When we originally planned the holiday, our intention for today was to visit the town of Poreč, a bit further up the coast from Rovinj. It looked like a pretty place in photos, but one of the guidebooks I read later suggested that it was overwhelmed by tourists on package holidays, so I began to wonder whether it was such a good idea after all. Looking at the map for inspiration of other places that would make good day trips from Pula, my eye was caught by the Brijuni National Park.

Brijuni is a group of 14 small islands not far off the coast from a little fishing village called Fažana. I had read about the islands recently in a Croatian novel, which had explained how the former Yugoslavian leader Tito had had his summer residence there. I knew that he had created some sort of safari park there, full of exotic animals which had been donated to him by other world leaders, but that was about all. A bit of googling later, it seemed that the islands looked really pretty so we decided to abandon plans to go to Poreč and give Brijuni a try instead.

Because the islands are a national park, you can only visit them via a special boat that runs from Fažana. This is an important point to be aware of, because there are lots of tour companies in Pula and surrounding towns trying to sell "Brijuni" boat trips, but the majority of these simply circle the islands, giving you a panoramic view of them. That might be nice, but landing on them sounded a lot more fun to us.

There is a local bus which runs from the centre of Pula to Fažana, but unfortunately the timetable is a bit erratic, so we had to make an early start this morning, catching a bus at 9am, although we weren't actually due to get a boat until 11.30. Because the national park boats can only accommodate a certain number of people per day, you have to contact the national park office a day or so in advance to reserve a place. I had originally emailed asking to reserve spaces on the boat leaving at 10am, but the lady at the national park office had informed me that they only had a German guided tour leaving at 10am and that if I got the boat at 11.30, I could go on the Croatian guided tour instead.

The Croatian tourist industry seems big on the idea of guided tours and organised excursions, and Brijuni was no exception. You have to pay 200 kuna (about £20) to enter the national park, but this includes your return boat fare to the islands as well as panoramic circuit around the island on a tourist train and some sort of guided walks. This isn't normally the sort of thing we would sign up for, but we had to pay the 200 kuna regardless of whether we went on the tour or not, so in the end we decided to give it a go. I would probably have understood a lot more of the German guided tour at 10am, but trying it in Croatian sounded like an interesting challenge :) So it was that we arrived in Fažana at 09.30 with two hours to kill before our boat.

Two things quickly became clear: Fažana is very picturesque, but very small. Within a couple of minutes we had found the village church and main square.


We had a stroll around the waterfront.


There was a pier sticking out into the sea which we were able to walk along and get some beautiful views back towards the town.


Within about 20 minutes we had seen all there was to see, so we found a cafe with a lovely view where we were able to sit drinking coffee until it was time for our boat.

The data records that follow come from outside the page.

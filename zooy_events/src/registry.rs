// Copyright 2025 the Zooy Authors
// SPDX-License-Identifier: Apache-2.0 OR MIT

//! Shared, bidirectional listener registry.

use alloc::boxed::Box;
use alloc::rc::Rc;
use alloc::vec::Vec;
use core::cell::RefCell;

use hashbrown::{HashMap, HashSet};
use zooy_dom::DomTarget;

use crate::bus::EventName;

/// Identity of a lifecycle object within a [`Registry`].
#[derive(Copy, Clone, Debug, Eq, PartialEq, Hash, PartialOrd, Ord)]
pub struct ParticipantId(u64);

/// Something a participant listens to.
#[derive(Copy, Clone, Debug, Eq, PartialEq, Hash)]
pub enum TargetKey {
    /// Another participant's event bus. Tracked on both sides.
    Participant(ParticipantId),
    /// A DOM target. Tracked on the observer side only.
    Dom(DomTarget),
}

pub(crate) type Unsubscribe = Box<dyn FnOnce()>;

type Subscriptions = HashMap<EventName, Vec<Unsubscribe>>;

#[derive(Default)]
struct RegistryInner {
    next_id: u64,
    /// observer → target → event → unsubscribe actions
    listening_to: HashMap<ParticipantId, HashMap<TargetKey, Subscriptions>>,
    /// target → observers holding at least one live subscription to it
    observed_by: HashMap<ParticipantId, HashSet<ParticipantId>>,
}

/// Listener bookkeeping shared by every participant of one application.
///
/// Each participant owns two logical maps, *listening to* and *observed by*. They are stored
/// here rather than on the participants so that one call updates both sides: an observer
/// appears in a target's *observed by* set if and only if it holds at least one live
/// subscription to that target.
///
/// Unsubscribe actions run after the registry's internal borrow is released, so they may
/// call back into the registry.
#[derive(Clone, Default)]
pub struct Registry(Rc<RefCell<RegistryInner>>);

impl core::fmt::Debug for Registry {
    fn fmt(&self, f: &mut core::fmt::Formatter<'_>) -> core::fmt::Result {
        let inner = self.0.borrow();
        f.debug_struct("Registry")
            .field("participants", &inner.next_id)
            .field("observers", &inner.listening_to.len())
            .field("observed", &inner.observed_by.len())
            .finish()
    }
}

impl Registry {
    /// Create an empty registry.
    pub fn new() -> Self {
        Self::default()
    }

    /// Allocate a fresh participant identity.
    pub fn register(&self) -> ParticipantId {
        let mut inner = self.0.borrow_mut();
        inner.next_id += 1;
        ParticipantId(inner.next_id)
    }

    /// Record a subscription of `observer` to `event` on `target`.
    pub(crate) fn subscribe(
        &self,
        observer: ParticipantId,
        target: TargetKey,
        event: EventName,
        unsubscribe: Unsubscribe,
    ) {
        let mut guard = self.0.borrow_mut();
        let inner = &mut *guard;
        inner
            .listening_to
            .entry(observer)
            .or_default()
            .entry(target)
            .or_default()
            .entry(event)
            .or_default()
            .push(unsubscribe);
        if let TargetKey::Participant(t) = target {
            inner.observed_by.entry(t).or_default().insert(observer);
        }
        tracing::trace!(?observer, ?target, "subscribed");
    }

    /// Drop `observer`'s subscriptions to `target`: only those for `event` when given,
    /// otherwise all of them.
    ///
    /// Returns the number of subscriptions removed. Unknown pairs are a no-op.
    pub fn unsubscribe(
        &self,
        observer: ParticipantId,
        target: TargetKey,
        event: Option<&str>,
    ) -> usize {
        let removed = {
            let mut guard = self.0.borrow_mut();
            let inner = &mut *guard;
            let Some(targets) = inner.listening_to.get_mut(&observer) else {
                return 0;
            };
            let Some(subs) = targets.get_mut(&target) else {
                return 0;
            };
            let mut removed: Vec<Unsubscribe> = Vec::new();
            match event {
                Some(event) => {
                    if let Some(actions) = subs.remove(event) {
                        removed.extend(actions);
                    }
                }
                None => {
                    for (_, actions) in subs.drain() {
                        removed.extend(actions);
                    }
                }
            }
            if subs.is_empty() {
                targets.remove(&target);
                if let TargetKey::Participant(t) = target
                    && let Some(observers) = inner.observed_by.get_mut(&t)
                {
                    observers.remove(&observer);
                    if observers.is_empty() {
                        inner.observed_by.remove(&t);
                    }
                }
            }
            if targets.is_empty() {
                inner.listening_to.remove(&observer);
            }
            removed
        };
        let count = removed.len();
        for action in removed {
            action();
        }
        if count > 0 {
            tracing::trace!(?observer, ?target, count, "unsubscribed");
        }
        count
    }

    /// Drop every subscription `observer` holds.
    pub fn unsubscribe_all(&self, observer: ParticipantId) -> usize {
        self.listening_to(observer)
            .into_iter()
            .map(|target| self.unsubscribe(observer, target, None))
            .sum()
    }

    /// Ask every observer of `target` to drop its subscriptions to it.
    pub fn stop_being_listened_to(&self, target: ParticipantId) -> usize {
        self.observers_of(target)
            .into_iter()
            .map(|observer| self.unsubscribe(observer, TargetKey::Participant(target), None))
            .sum()
    }

    /// Drop every subscription any observer holds to `target`.
    ///
    /// Used when a DOM target goes away, since those are not tracked on the target side.
    pub fn drop_target(&self, target: TargetKey) -> usize {
        let observers: Vec<ParticipantId> = self
            .0
            .borrow()
            .listening_to
            .iter()
            .filter(|(_, targets)| targets.contains_key(&target))
            .map(|(observer, _)| *observer)
            .collect();
        observers
            .into_iter()
            .map(|observer| self.unsubscribe(observer, target, None))
            .sum()
    }

    /// Remove every relationship of `participant`, in both directions.
    pub fn forget(&self, participant: ParticipantId) -> usize {
        let outbound = self.unsubscribe_all(participant);
        let inbound = self.stop_being_listened_to(participant);
        outbound + inbound
    }

    // --- queries ---

    /// Targets `observer` currently holds subscriptions to.
    pub fn listening_to(&self, observer: ParticipantId) -> Vec<TargetKey> {
        self.0
            .borrow()
            .listening_to
            .get(&observer)
            .map(|targets| targets.keys().copied().collect())
            .unwrap_or_default()
    }

    /// Number of live subscriptions `observer` holds to `target`.
    pub fn subscription_count(&self, observer: ParticipantId, target: TargetKey) -> usize {
        self.0
            .borrow()
            .listening_to
            .get(&observer)
            .and_then(|targets| targets.get(&target))
            .map(|subs| subs.values().map(Vec::len).sum())
            .unwrap_or(0)
    }

    /// Participants currently listening to `target`.
    pub fn observers_of(&self, target: ParticipantId) -> Vec<ParticipantId> {
        let mut observers: Vec<ParticipantId> = self
            .0
            .borrow()
            .observed_by
            .get(&target)
            .map(|set| set.iter().copied().collect())
            .unwrap_or_default();
        observers.sort_unstable();
        observers
    }

    /// Whether `observer` is recorded as listening to `target`.
    pub fn is_observed_by(&self, target: ParticipantId, observer: ParticipantId) -> bool {
        self.0
            .borrow()
            .observed_by
            .get(&target)
            .is_some_and(|set| set.contains(&observer))
    }

    /// True if `participant` has no entries on either side.
    pub fn is_clean(&self, participant: ParticipantId) -> bool {
        let inner = self.0.borrow();
        !inner.listening_to.contains_key(&participant)
            && !inner.observed_by.contains_key(&participant)
    }
}
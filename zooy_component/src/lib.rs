// Copyright 2025 the Zooy Authors
// SPDX-License-Identifier: Apache-2.0 OR MIT

//! Zooy Component: a tree of DOM-backed objects with an explicit lifecycle.
//!
//! ## Lifecycle
//!
//! A [`Component`] moves through:
//!
//! 1. created, optionally configured with a DOM factory ([`Component::set_dom_factory`] or
//!    [`Component::set_fragment`]);
//! 2. [`render`](Component::render): the element is created and attached, and the node
//!    enters the document if its parent already has (or it has no parent);
//! 3. [`exit_document`](Component::exit_document) / [`enter_document`](Component::enter_document),
//!    any number of times as the node is detached and reattached;
//! 4. [`dispose`](Component::dispose): permanent teardown.
//!
//! Entering recurses into children that have DOM but are not yet in the document, then runs
//! [`ComponentHooks::before_ready`], then dispatches a [`READY`](zooy_events::values::READY)
//! component event. A parent's READY therefore always follows the READY of every attached
//! descendant.
//!
//! Exiting runs children first, then drops every listener relationship of the node in both
//! directions. Disposal additionally disposes the children, releases the element and clears
//! the model.
//!
//! ## Ownership
//!
//! A parent owns its children (keyed by string); a child refers back to its parent weakly.
//! [`Component`] itself is a cheap-clone handle.
//!
//! ```
//! use zooy_component::{Component, Runtime};
//!
//! let rt = Runtime::new();
//! let root = Component::new(&rt);
//! let child = Component::new(&rt);
//! root.add_child("child", child.clone());
//!
//! child.render(None).unwrap(); // deferred: parent not in the document yet
//! assert!(!child.is_in_document());
//!
//! root.render(None).unwrap();
//! assert!(child.is_in_document());
//!
//! root.dispose();
//! assert!(child.is_disposed());
//! ```
//!
//! This crate is `no_std` and uses `alloc`.

#![no_std]

extern crate alloc;

mod component;
mod error;
mod runtime;

pub use component::{Component, ComponentHooks, WeakComponent};
pub use error::ComponentError;
pub use runtime::Runtime;
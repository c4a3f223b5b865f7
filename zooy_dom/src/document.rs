// Copyright 2025 the Zooy Authors
// SPDX-License-Identifier: Apache-2.0 OR MIT

//! Document implementation: element arena, listeners, timers and transitions.

use alloc::boxed::Box;
use alloc::collections::BTreeMap;
use alloc::rc::{Rc, Weak};
use alloc::string::{String, ToString};
use alloc::vec::Vec;
use core::cell::RefCell;

use kurbo::Rect;

use crate::event::DomEvent;
use crate::types::{DomTarget, ElementId, EventKind, ListenOptions, ListenerKey, Phase, TimerId};
use crate::util::parse_px;

type Handler = Rc<dyn Fn(&mut DomEvent)>;

struct Element {
    generation: u32,
    tag: String,
    parent: Option<ElementId>,
    children: Vec<ElementId>,
    classes: Vec<String>,
    styles: BTreeMap<String, String>,
    rect: Rect,
}

impl Element {
    fn new(generation: u32, tag: &str) -> Self {
        Self {
            generation,
            tag: tag.to_string(),
            parent: None,
            children: Vec::new(),
            classes: Vec::new(),
            styles: BTreeMap::new(),
            rect: Rect::ZERO,
        }
    }
}

struct Listener {
    key: ListenerKey,
    target: DomTarget,
    kind: EventKind,
    capture: bool,
    handler: Handler,
}

struct Timer {
    id: TimerId,
    due: u64,
    callback: Box<dyn FnOnce()>,
}

struct Document {
    /// slots
    elements: Vec<Option<Element>>,
    /// last generation per slot (persists across frees)
    generations: Vec<u32>,
    free_list: Vec<usize>,
    body: ElementId,
    /// registration order
    listeners: Vec<Listener>,
    next_listener: u64,
    now: u64,
    timers: Vec<Timer>,
    next_timer: u64,
    transitions: Vec<(ElementId, String)>,
}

At 11am we set off for the national park office to purchase our tickets and then queue up for the boat. There were more lovely views of Fažana as we pulled out to sea.

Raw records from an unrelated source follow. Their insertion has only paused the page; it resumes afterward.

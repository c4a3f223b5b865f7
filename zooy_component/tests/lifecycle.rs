// Copyright 2025 the Zooy Authors
// SPDX-License-Identifier: Apache-2.0 OR MIT

//! Tree-level lifecycle behavior: ordering of READY events, deferred entry, and
//! mount/unmount symmetry of the listener registry and the document.

use std::cell::RefCell;
use std::rc::Rc;

use zooy_component::{Component, Runtime};
use zooy_dom::{EventKind, ListenOptions};
use zooy_events::{event_type, values};

type Log = Rc<RefCell<Vec<String>>>;

/// Record READY events of `node` under `name` into `log`, observed by `observer`.
fn log_ready(observer: &Component, node: &Component, name: &'static str, log: &Log) {
    let log = log.clone();
    observer.listen(node, event_type::COMP, move |ev| {
        if ev.data().value() == values::READY {
            log.borrow_mut().push(name.to_owned());
        }
    });
}

/// root → {left → {leaf}, right}
fn three_levels(rt: &Runtime) -> (Component, Component, Component, Component) {
    let root = Component::new(rt);
    let left = Component::new(rt);
    let right = Component::new(rt);
    let leaf = Component::new(rt);
    root.add_child("left", left.clone());
    root.add_child("right", right.clone());
    left.add_child("leaf", leaf.clone());
    (root, left, right, leaf)
}

#[test]
fn children_ready_before_parent() {
    let rt = Runtime::new();
    let (root, left, right, leaf) = three_levels(&rt);
    for node in [&root, &left, &right, &leaf] {
        node.create_dom();
    }

    let observer = Component::new(&rt);
    let log = Log::default();
    log_ready(&observer, &root, "root", &log);
    log_ready(&observer, &left, "left", &log);
    log_ready(&observer, &right, "right", &log);
    log_ready(&observer, &leaf, "leaf", &log);

    root.enter_document();

    assert_eq!(*log.borrow(), ["leaf", "left", "right", "root"]);
    assert!([&root, &left, &right, &leaf].iter().all(|c| c.is_in_document()));
}

#[test]
fn render_defers_until_parent_enters() {
    let rt = Runtime::new();
    let (root, left, _right, leaf) = three_levels(&rt);
    let observer = Component::new(&rt);
    let log = Log::default();
    log_ready(&observer, &leaf, "leaf", &log);
    log_ready(&observer, &left, "left", &log);

    // Rendered bottom-up: nothing enters while the chain above is detached.
    leaf.render(None).unwrap();
    left.render(None).unwrap();
    assert!(!leaf.is_in_document());
    assert!(!left.is_in_document());
    assert!(log.borrow().is_empty());

    root.render(None).unwrap();
    assert_eq!(*log.borrow(), ["leaf", "left"]);
    assert!(leaf.is_in_document());
}

#[test]
fn children_without_dom_do_not_enter() {
    let rt = Runtime::new();
    let (root, left, right, leaf) = three_levels(&rt);
    left.create_dom();
    root.render(None).unwrap();
    assert!(left.is_in_document());
    assert!(!right.is_in_document());
    // leaf has no element, so it stays out even though its parent entered.
    assert!(!leaf.is_in_document());
}

#[test]
fn reentering_refires_ready() {
    let rt = Runtime::new();
    let c = Component::new(&rt);
    let observer = Component::new(&rt);
    let log = Log::default();
    log_ready(&observer, &c, "c", &log);
    c.render(None).unwrap();
    c.enter_document();
    assert_eq!(log.borrow().len(), 2);
}

#[test]
fn exit_drops_listeners_both_ways() {
    let rt = Runtime::new();
    let (root, left, right, leaf) = three_levels(&rt);
    root.render(None).unwrap();
    left.render(None).unwrap();
    right.render(None).unwrap();
    leaf.render(None).unwrap();

    root.listen(&leaf, "custom", |_| {});
    leaf.listen(&right, "custom", |_| {});
    right.listen(&root, "custom", |_| {});
    assert!(rt.registry().is_observed_by(leaf.id(), root.id()));

    left.exit_document();
    assert!(!left.is_in_document());
    assert!(!leaf.is_in_document());
    // leaf's relationships are gone in both directions.
    assert!(rt.registry().is_clean(leaf.id()));
    assert!(!rt.registry().is_observed_by(right.id(), leaf.id()));
    // Unrelated relationships survive.
    assert!(rt.registry().is_observed_by(root.id(), right.id()));
}

#[test]
fn render_then_dispose_leaves_nothing_behind() {
    let rt = Runtime::new();
    let dom = rt.dom().clone();
    let (root, left, right, leaf) = three_levels(&rt);
    let nodes = [root.clone(), left.clone(), right.clone(), leaf.clone()];

    root.render(None).unwrap();
    for node in &nodes[1..] {
        node.render(root.element()).unwrap();
    }
    // A web of cross-listeners, including DOM listeners.
    for a in &nodes {
        for b in &nodes {
            a.listen(b, event_type::COMP, |_| {});
        }
        let el = a.element().unwrap();
        a.listen_dom(el, EventKind::Click, ListenOptions::default(), |_| {});
    }
    let elements: Vec<_> = nodes.iter().map(|n| n.element().unwrap()).collect();

    root.dispose();

    for (node, el) in nodes.iter().zip(&elements) {
        assert!(node.is_disposed());
        assert!(rt.registry().is_clean(node.id()));
        assert!(node.element().is_none());
        assert!(!dom.is_connected(*el));
        assert!(!dom.is_alive(*el));
    }
    assert!(dom.children_of(dom.body()).is_empty());
    assert!(root.child_keys().is_empty());
}

#[test]
fn disposing_a_child_unlinks_it_from_the_parent() {
    let rt = Runtime::new();
    let (root, left, _right, leaf) = three_levels(&rt);
    root.render(None).unwrap();
    left.dispose();
    assert_eq!(root.child_keys(), ["right"]);
    assert!(leaf.is_disposed());
    assert!(left.parent().is_none());
}

#[test]
fn model_is_cleared_on_dispose() {
    let rt = Runtime::new();
    let c = Component::new(&rt);
    c.set_model(Rc::new(7_u8));
    assert_eq!(c.model().and_then(|m| m.downcast_ref::<u8>().copied()), Some(7));
    c.dispose();
    assert!(c.model().is_none());
}

#[test]
fn adopting_under_a_detached_parent_exits_the_child() {
    let rt = Runtime::new();
    let parent = Component::new(&rt);
    let child = Component::new(&rt);
    let grandchild = Component::new(&rt);
    child.add_child("g", grandchild.clone());
    child.render(None).unwrap();
    grandchild.render(None).unwrap();
    assert!(grandchild.is_in_document());

    parent.add_child("c", child.clone());
    assert!(!parent.is_in_document());
    assert!(!child.is_in_document());
    assert!(!grandchild.is_in_document());

    // Entering the new parent brings the subtree back.
    parent.render(None).unwrap();
    assert!(child.is_in_document());
    assert!(grandchild.is_in_document());
}

#[test]
fn adopting_under_an_entered_parent_keeps_the_child_in() {
    let rt = Runtime::new();
    let parent = Component::new(&rt);
    let child = Component::new(&rt);
    parent.render(None).unwrap();
    child.render(None).unwrap();
    parent.add_child("c", child.clone());
    assert!(child.is_in_document());
}

#[test]
fn disposing_drops_other_observers_of_its_elements() {
    let rt = Runtime::new();
    let owner = Component::new(&rt);
    let watcher = Component::new(&rt);
    owner.render(None).unwrap();
    watcher.render(None).unwrap();
    let el = owner.element().unwrap();
    watcher.listen_dom(el, EventKind::Click, ListenOptions::default(), |_| {});
    assert!(!rt.registry().is_clean(watcher.id()));

    owner.dispose();
    assert!(rt.registry().is_clean(watcher.id()));
    assert!(watcher.is_in_document());
}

The boat was taking us to the island of Veliki Brijun, which is the largest island in the group and the only one which tourists are routinely allowed to visit. It was a short journey (around 20 minutes) and as we pulled into the harbour we could see the tourist train waiting for us!

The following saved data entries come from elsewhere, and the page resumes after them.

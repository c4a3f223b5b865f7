// Copyright 2025 the Zooy Authors
// SPDX-License-Identifier: Apache-2.0 OR MIT

//! Zooy Split: nested, drag-resizable layouts.
//!
//! A [`Split`] owns a container element and divides it, recursively, into named regions
//! called nests. Each [`Split::add_split`] turns one container into three nests:
//!
//! ```text
//! ┌───────┬─┬──────────────┬─┬───────┐
//! │   A   │┃│      B       │┃│   C   │
//! └───────┴─┴──────────────┴─┴───────┘
//! ```
//!
//! `A` and `C` have a size (`flex-basis`) controlled by the divider next to them; `B`
//! takes what is left. Names are the container's name followed by the side letter, so
//! splitting nest `"C"` yields `"CA"`, `"CB"` and `"CC"`.
//!
//! ## Sizes
//!
//! A nest's size changes in one place. Dragging a divider writes the new size straight to
//! the nest record and its `flex-basis`, clamped to `[0, max]` where `max` is the combined
//! extent of the nest and `B` measured when the drag started. Programmatic changes
//! ([`Split::resize_with`], [`Split::open`], [`Split::close`], ...) animate: the nest gets
//! the [`ANIMATED_CLASS`] and the continuation runs when its `transitionend` arrives, or
//! after [`SplitConfig::transition_fallback_ms`].
//!
//! ## Divider state
//!
//! Each resizable nest carries a [`DividerState`]. `COLLAPSED` and `CLOSED` are mirrored as
//! classes on the divider; `LOCKED` locks the divider's [`Dragger`](zooy_drag::Dragger).
//!
//! ```
//! use zooy_component::Runtime;
//! use zooy_split::{Orientation, Split};
//!
//! let rt = Runtime::new();
//! let split = Split::new(&rt);
//! split.component().render(None).unwrap();
//!
//! let names = split.add_split(None, Orientation::EW, 200.0, 150.0, &[]).unwrap();
//! assert_eq!(names, ["A", "B", "C"]);
//! split.add_split(Some("C"), Orientation::NS, 80.0, 80.0, &[]).unwrap();
//! assert_eq!(split.nest_names(), ["A", "B", "CA", "CB", "CC"]);
//!
//! split.toggle("A").unwrap();
//! assert_eq!(split.nest("A").unwrap().current_size, 0.0);
//! ```
//!
//! This crate is `no_std` and uses `alloc`.

#![no_std]

extern crate alloc;

mod config;
mod error;
mod nest;
mod split;

pub use config::SplitConfig;
pub use error::SplitError;
pub use nest::{DividerState, Nest, Orientation, Side};
pub use split::{ANIMATED_CLASS, DIVIDER_CLASS, GRABBER_CLASS, NEST_CLASS, SPLIT_CLASS, Split};

/// Bus event types dispatched by a [`Split`].
pub mod split_event {
    /// Nest state transitions. The envelope value is one of [`values`](crate::values).
    pub const SPLIT: &str = "zooy-split-event";
}

/// Envelope values of [`split_event::SPLIT`] events.
pub mod values {
    /// A nest is about to open.
    pub const WILL_OPEN: &str = "will-open";
    /// A nest finished opening.
    pub const DID_OPEN: &str = "did-open";
    /// A nest is about to close.
    pub const WILL_CLOSE: &str = "will-close";
    /// A nest finished closing.
    pub const DID_CLOSE: &str = "did-close";
    /// A divider drag ended.
    pub const DRAG_END: &str = "drag-end";
}
// Copyright 2025 the Zooy Authors
// SPDX-License-Identifier: Apache-2.0 OR MIT

use alloc::format;
use alloc::string::String;

/// Parse a CSS pixel length such as `"12px"` or `"12.5"`.
pub fn parse_px(value: &str) -> Option<f64> {
    let trimmed = value.trim();
    let number = trimmed.strip_suffix("px").unwrap_or(trimmed);
    number.trim().parse::<f64>().ok()
}

/// Format a pixel length for an inline style.
pub fn format_px(value: f64) -> String {
    format!("{value}px")
}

We piled into the carriages and soon left the boat behind as the train began its trip around the island.


Our first stop was the safari park, housing the descendents of some of the animals which were donated to Tito. There were ostriches...




...various sorts of donkeys...


...and even an elephant.


I had expected that all of the animals would have been gifts from African or Asian leaders - and many of them were - but the guide also pointed out to us an enclosure of Shetland ponies which had been a gift from Queen Elizabeth!

It may not have been the most exciting safari park from the point of view of the animals, but this probably does win the prize for the safari park with the best view ever.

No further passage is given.